When Mazzella and O'Donovan (who left in 1994) started Hudson Scenic, it was a small shop, with five employees in 5,000 square feet of space in upstate New York. Today, it has 140 employees in a 72,000-square-foot facility in Yonkers that offers state-of-the-art engineering, construction, scenic art, automation, lighting and related services to all areas of the entertainment industry.

For Mazzella, the hardest of all jobs is fabricating the sets and the automation for a new musical. "You really need to be on your toes," he says. "There is no greater challenge. You have to do scenery that costs anywhere from $1 million to $2 million, and it moves, and there are special effects, and sometimes you add people flying, and there are space limitations — the theatre can't get any larger.
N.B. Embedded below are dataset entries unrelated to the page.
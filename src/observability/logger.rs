//! Structured JSON logger
//!
//! One log line = one event. Lines are emitted synchronously with
//! deterministic key ordering: `event` first, then `severity`, then the
//! remaining fields alphabetically. INFO goes to stdout, ERROR and
//! FATAL to stderr.

use std::fmt;
use std::io::{self, Write};

/// Log severity levels
#[derive(Debug, Clone, Copy, PartialEq, Eq, PartialOrd, Ord)]
pub enum Severity {
    /// Normal operations
    Info,
    /// Recoverable issues
    Warn,
    /// Operation failures
    Error,
    /// Unrecoverable data faults
    Fatal,
}

impl Severity {
    pub fn as_str(&self) -> &'static str {
        match self {
            Severity::Info => "INFO",
            Severity::Warn => "WARN",
            Severity::Error => "ERROR",
            Severity::Fatal => "FATAL",
        }
    }
}

impl fmt::Display for Severity {
    fn fmt(&self, f: &mut fmt::Formatter<'_>) -> fmt::Result {
        write!(f, "{}", self.as_str())
    }
}

/// Synchronous structured logger.
pub struct Logger;

impl Logger {
    /// Log an event with the given severity and fields.
    pub fn log(severity: Severity, event: &str, fields: &[(&str, &str)]) {
        if severity >= Severity::Error {
            Self::log_to_writer(severity, event, fields, &mut io::stderr());
        } else {
            Self::log_to_writer(severity, event, fields, &mut io::stdout());
        }
    }

    fn log_to_writer<W: Write>(
        severity: Severity,
        event: &str,
        fields: &[(&str, &str)],
        writer: &mut W,
    ) {
        let mut output = String::with_capacity(128);

        output.push_str("{\"event\":\"");
        escape_json_string(&mut output, event);
        output.push_str("\",\"severity\":\"");
        output.push_str(severity.as_str());
        output.push('"');

        let mut sorted_fields: Vec<_> = fields.iter().collect();
        sorted_fields.sort_by_key(|(k, _)| *k);

        for (key, value) in sorted_fields {
            output.push_str(",\"");
            escape_json_string(&mut output, key);
            output.push_str("\":\"");
            escape_json_string(&mut output, value);
            output.push('"');
        }

        output.push_str("}\n");

        // one write, one flush; a failing logger must not fail the operation
        let _ = writer.write_all(output.as_bytes());
        let _ = writer.flush();
    }
}

fn escape_json_string(output: &mut String, s: &str) {
    for c in s.chars() {
        match c {
            '"' => output.push_str("\\\""),
            '\\' => output.push_str("\\\\"),
            '\n' => output.push_str("\\n"),
            '\r' => output.push_str("\\r"),
            '\t' => output.push_str("\\t"),
            c if c.is_control() => {
                output.push_str(&format!("\\u{:04x}", c as u32));
            }
            c => output.push(c),
        }
    }
}

/// Log at INFO level.
pub fn log_info(event: &str, fields: &[(&str, &str)]) {
    Logger::log(Severity::Info, event, fields);
}

/// Log at WARN level.
pub fn log_warn(event: &str, fields: &[(&str, &str)]) {
    Logger::log(Severity::Warn, event, fields);
}

/// Log at ERROR level.
pub fn log_error(event: &str, fields: &[(&str, &str)]) {
    Logger::log(Severity::Error, event, fields);
}

/// Log at FATAL level.
pub fn log_fatal(event: &str, fields: &[(&str, &str)]) {
    Logger::log(Severity::Fatal, event, fields);
}
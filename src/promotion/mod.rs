//! # Promotion Manager
//!
//! Maintains the owner-scoped exclusivity invariant: at most one of an
//! owner's restaurants is promoted at any committed instant.
//!
//! Promoting B while A holds the slot demotes A and promotes B in one
//! commit. The write transaction holds the table lock from the first
//! read to the commit, so two promotes for the same owner cannot both
//! read "A is promoted" and then both write; the second sees the
//! first's outcome. Commit-time validation rejects any outcome with two
//! promoted rows for one owner as defense in depth.

use std::sync::Arc;

use uuid::Uuid;

use crate::model::Restaurant;
use crate::observability::{log_error, log_info};
use crate::store::{RestaurantTable, StoreError, StoreResult};

/// Applies the demote-then-promote switch for an owner's featured slot.
pub struct PromotionManager {
    table: Arc<RestaurantTable>,
}

impl PromotionManager {
    pub fn new(table: Arc<RestaurantTable>) -> Self {
        Self { table }
    }

    /// Promotes `restaurant_id` as `actor_id`'s featured listing.
    ///
    /// Preconditions, in order: the restaurant exists (`NotFound`), the
    /// actor owns it (`Forbidden`). Re-promoting the current holder is
    /// a successful no-op: nothing is journaled and the row comes back
    /// unchanged.
    pub fn promote(&self, actor_id: Uuid, restaurant_id: Uuid) -> StoreResult<Restaurant> {
        let mut tx = self.table.begin_write()?;

        let target = tx
            .get(restaurant_id)
            .cloned()
            .ok_or(StoreError::NotFound(restaurant_id))?;
        if target.owner_id != actor_id {
            return Err(StoreError::Forbidden {
                actor: actor_id,
                restaurant: restaurant_id,
            });
        }

        if target.promoted {
            log_info(
                "promotion.noop",
                &[("restaurant_id", &restaurant_id.to_string())],
            );
            return Ok(target);
        }

        let previous = tx.promoted_for_owner(actor_id).cloned();
        if let Some(mut demoted) = previous {
            demoted.promoted = false;
            tx.stage(demoted);
        }

        let mut promoted = target;
        promoted.promoted = true;
        let result = tx.stage(promoted).clone();

        if let Err(e) = tx.commit() {
            log_error(
                "promotion.commit_failed",
                &[
                    ("code", e.code()),
                    ("restaurant_id", &restaurant_id.to_string()),
                ],
            );
            return Err(e);
        }

        log_info(
            "promotion.applied",
            &[
                ("owner_id", &actor_id.to_string()),
                ("restaurant_id", &restaurant_id.to_string()),
            ],
        );
        Ok(result)
    }
}
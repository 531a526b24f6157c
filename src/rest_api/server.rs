//! # REST API HTTP Server
//!
//! Axum router over the core operations. Authentication mechanics live
//! upstream: a gate in front of this service authenticates the owner
//! and forwards the identity in the `x-actor-id` header. Routes that
//! mutate or list owner data refuse to run without it.

use std::sync::Arc;

use axum::{
    extract::{Path, State},
    http::{HeaderMap, StatusCode},
    routing::{get, patch},
    Json, Router,
};
use tower_http::cors::CorsLayer;
use uuid::Uuid;

use super::errors::{ApiError, ApiResult};
use crate::listing::ListingReader;
use crate::model::{NewRestaurant, RestaurantView};
use crate::pin::PinManager;
use crate::promotion::PromotionManager;
use crate::store::RestaurantTable;

/// Shared handler state
pub struct AppState {
    table: Arc<RestaurantTable>,
    pins: PinManager,
    promotions: PromotionManager,
    reader: ListingReader,
}

impl AppState {
    pub fn new(table: Arc<RestaurantTable>) -> Self {
        Self {
            pins: PinManager::new(Arc::clone(&table)),
            promotions: PromotionManager::new(Arc::clone(&table)),
            reader: ListingReader::new(Arc::clone(&table)),
            table,
        }
    }
}

/// Builds the Axum router.
pub fn router(state: Arc<AppState>) -> Router {
    Router::new()
        .route("/restaurants", get(list_public).post(create_restaurant))
        .route("/restaurants/:id", get(get_restaurant))
        .route("/restaurants/:id/pin", patch(toggle_pin))
        .route("/restaurants/:id/promote", patch(promote))
        .route("/owner/restaurants", get(list_owner))
        .layer(CorsLayer::permissive())
        .with_state(state)
}

/// Extracts the pre-authenticated actor identity.
fn actor_from_headers(headers: &HeaderMap) -> ApiResult<Uuid> {
    let raw = headers
        .get("x-actor-id")
        .and_then(|v| v.to_str().ok())
        .ok_or(ApiError::MissingActor)?;
    raw.parse::<Uuid>()
        .map_err(|_| ApiError::InvalidActor(raw.to_string()))
}

fn parse_id(raw: &str) -> ApiResult<Uuid> {
    raw.parse::<Uuid>()
        .map_err(|_| ApiError::InvalidId(raw.to_string()))
}

/// `GET /restaurants` - public listing, ordered and redacted.
async fn list_public(
    State(state): State<Arc<AppState>>,
) -> ApiResult<Json<Vec<RestaurantView>>> {
    Ok(Json(state.reader.list_public()?))
}

/// `GET /restaurants/:id` - single restaurant, products in menu order.
async fn get_restaurant(
    State(state): State<Arc<AppState>>,
    Path(id): Path<String>,
) -> ApiResult<Json<RestaurantView>> {
    let id = parse_id(&id)?;
    Ok(Json(state.reader.get(id)?))
}

/// `GET /owner/restaurants` - the actor's listings.
async fn list_owner(
    State(state): State<Arc<AppState>>,
    headers: HeaderMap,
) -> ApiResult<Json<Vec<RestaurantView>>> {
    let actor = actor_from_headers(&headers)?;
    Ok(Json(state.reader.list_owner(actor)?))
}

/// `POST /restaurants` - create a listing for the actor.
async fn create_restaurant(
    State(state): State<Arc<AppState>>,
    headers: HeaderMap,
    Json(body): Json<NewRestaurant>,
) -> ApiResult<(StatusCode, Json<RestaurantView>)> {
    let actor = actor_from_headers(&headers)?;
    let created = state.table.create(actor, body)?;
    Ok((StatusCode::CREATED, Json(created.to_view())))
}

/// `PATCH /restaurants/:id/pin` - toggle the pin flag.
async fn toggle_pin(
    State(state): State<Arc<AppState>>,
    Path(id): Path<String>,
    headers: HeaderMap,
) -> ApiResult<Json<RestaurantView>> {
    let actor = actor_from_headers(&headers)?;
    let id = parse_id(&id)?;
    let updated = state.pins.toggle_pin(actor, id)?;
    Ok(Json(updated.to_view()))
}

/// `PATCH /restaurants/:id/promote` - make this the actor's featured
/// listing, demoting the previous one in the same commit.
async fn promote(
    State(state): State<Arc<AppState>>,
    Path(id): Path<String>,
    headers: HeaderMap,
) -> ApiResult<Json<RestaurantView>> {
    let actor = actor_from_headers(&headers)?;
    let id = parse_id(&id)?;
    let promoted = state.promotions.promote(actor, id)?;
    Ok(Json(promoted.to_view()))
}

#[cfg(test)]
mod tests {
    use super::*;

    #[test]
    fn test_actor_header_parsing() {
        let mut headers = HeaderMap::new();
        assert!(matches!(
            actor_from_headers(&headers),
            Err(ApiError::MissingActor)
        ));

        headers.insert("x-actor-id", "not-a-uuid".parse().unwrap());
        assert!(matches!(
            actor_from_headers(&headers),
            Err(ApiError::InvalidActor(_))
        ));

        let actor = Uuid::new_v4();
        headers.insert("x-actor-id", actor.to_string().parse().unwrap());
        assert_eq!(actor_from_headers(&headers).unwrap(), actor);
    }

    #[test]
    fn test_id_parsing() {
        assert!(matches!(parse_id("nope"), Err(ApiError::InvalidId(_))));
        let id = Uuid::new_v4();
        assert_eq!(parse_id(&id.to_string()).unwrap(), id);
    }
}
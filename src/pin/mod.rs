//! # Pin Manager
//!
//! Toggles a restaurant's `pinned` flag and its `pinned_at` timestamp.
//!
//! Both fields change together inside one write transaction, so no
//! reader can ever observe `pinned == true` with a missing timestamp or
//! the reverse. There is no cross-row interaction; the operation is
//! local to one record.

use std::sync::Arc;

use chrono::Utc;
use uuid::Uuid;

use crate::model::Restaurant;
use crate::observability::{log_error, log_info};
use crate::store::{RestaurantTable, StoreError, StoreResult};

/// Toggles pin state on single restaurants.
pub struct PinManager {
    table: Arc<RestaurantTable>,
}

impl PinManager {
    pub fn new(table: Arc<RestaurantTable>) -> Self {
        Self { table }
    }

    /// Flips the restaurant's `pinned` flag.
    ///
    /// Pinning sets `pinned_at` to the operation time; unpinning clears
    /// it. Only the owner may toggle (the upstream system left this
    /// gate open on toggle while closing it on promote; this crate
    /// applies the same gate to both).
    pub fn toggle_pin(&self, actor_id: Uuid, restaurant_id: Uuid) -> StoreResult<Restaurant> {
        let mut tx = self.table.begin_write()?;

        let row = tx
            .get(restaurant_id)
            .cloned()
            .ok_or(StoreError::NotFound(restaurant_id))?;
        if row.owner_id != actor_id {
            return Err(StoreError::Forbidden {
                actor: actor_id,
                restaurant: restaurant_id,
            });
        }

        let mut updated = row;
        updated.pinned = !updated.pinned;
        updated.pinned_at = if updated.pinned { Some(Utc::now()) } else { None };
        let result = tx.stage(updated).clone();

        if let Err(e) = tx.commit() {
            log_error(
                "pin.commit_failed",
                &[
                    ("code", e.code()),
                    ("restaurant_id", &restaurant_id.to_string()),
                ],
            );
            return Err(e);
        }

        log_info(
            "pin.toggled",
            &[
                ("pinned", if result.pinned { "true" } else { "false" }),
                ("restaurant_id", &restaurant_id.to_string()),
            ],
        );
        Ok(result)
    }
}

#[cfg(test)]
mod tests {
    use super::*;
    use crate::model::{NewRestaurant, RestaurantCategory};

    fn manager() -> (tempfile::TempDir, PinManager, Arc<RestaurantTable>) {
        let dir = tempfile::tempdir().unwrap();
        let table = Arc::new(RestaurantTable::open(dir.path()).unwrap());
        (dir, PinManager::new(Arc::clone(&table)), table)
    }

    fn create(table: &RestaurantTable, owner: Uuid) -> Restaurant {
        table
            .create(
                owner,
                NewRestaurant {
                    name: "r".to_string(),
                    description: None,
                    address: "addr".to_string(),
                    shipping_costs: 0.0,
                    pinned: false,
                    category: RestaurantCategory {
                        id: Uuid::new_v4(),
                        name: "Tapas".to_string(),
                    },
                    products: Vec::new(),
                },
            )
            .unwrap()
    }

    #[test]
    fn test_toggle_pins_then_unpins() {
        let (_dir, pins, table) = manager();
        let owner = Uuid::new_v4();
        let row = create(&table, owner);

        let pinned = pins.toggle_pin(owner, row.id).unwrap();
        assert!(pinned.pinned);
        assert!(pinned.pinned_at.is_some());
        assert_eq!(table.get(row.id).unwrap(), pinned);

        let unpinned = pins.toggle_pin(owner, row.id).unwrap();
        assert!(!unpinned.pinned);
        assert_eq!(unpinned.pinned_at, None);
    }

    #[test]
    fn test_repin_refreshes_timestamp() {
        let (_dir, pins, table) = manager();
        let owner = Uuid::new_v4();
        let row = create(&table, owner);

        let first = pins.toggle_pin(owner, row.id).unwrap();
        pins.toggle_pin(owner, row.id).unwrap();
        let second = pins.toggle_pin(owner, row.id).unwrap();

        assert!(second.pinned_at.unwrap() >= first.pinned_at.unwrap());
    }

    #[test]
    fn test_toggle_missing_restaurant() {
        let (_dir, pins, _table) = manager();
        let id = Uuid::new_v4();
        let err = pins.toggle_pin(Uuid::new_v4(), id).unwrap_err();
        assert_eq!(err, StoreError::NotFound(id));
    }

    #[test]
    fn test_toggle_by_non_owner_is_forbidden() {
        let (_dir, pins, table) = manager();
        let owner = Uuid::new_v4();
        let stranger = Uuid::new_v4();
        let row = create(&table, owner);

        let err = pins.toggle_pin(stranger, row.id).unwrap_err();
        assert!(matches!(err, StoreError::Forbidden { .. }));
        assert!(!table.get(row.id).unwrap().pinned);
    }
}
//! # Observability
//!
//! Structured logging for the mutation and boot paths.

pub mod logger;

pub use logger::{log_error, log_fatal, log_info, log_warn, Logger, Severity};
And there are the pressures of a finite budget, and rigid deadlines of when the show has to happen. And with today's technology, there's the expectation that things will move seamlessly. You want the audience to be amazed, and you don't want them to be walking out thinking about problems they saw with the scenery or the lights or the sound. You want them to focus on what's onstage — to be engaged with the story and the actors. We can't interfere with that."

Right now Mazzella is preparing, as technical supervisor, for the much-anticipated new Mel Brooks musical, Young Frankenstein, which is to open this fall. And as always, he is preparing for whatever else comes along.

"It's a constant challenge," he says. "I don't know what the future will hold — we rely on the creativity of the designers to provide those challenges. But we'll be ready for them."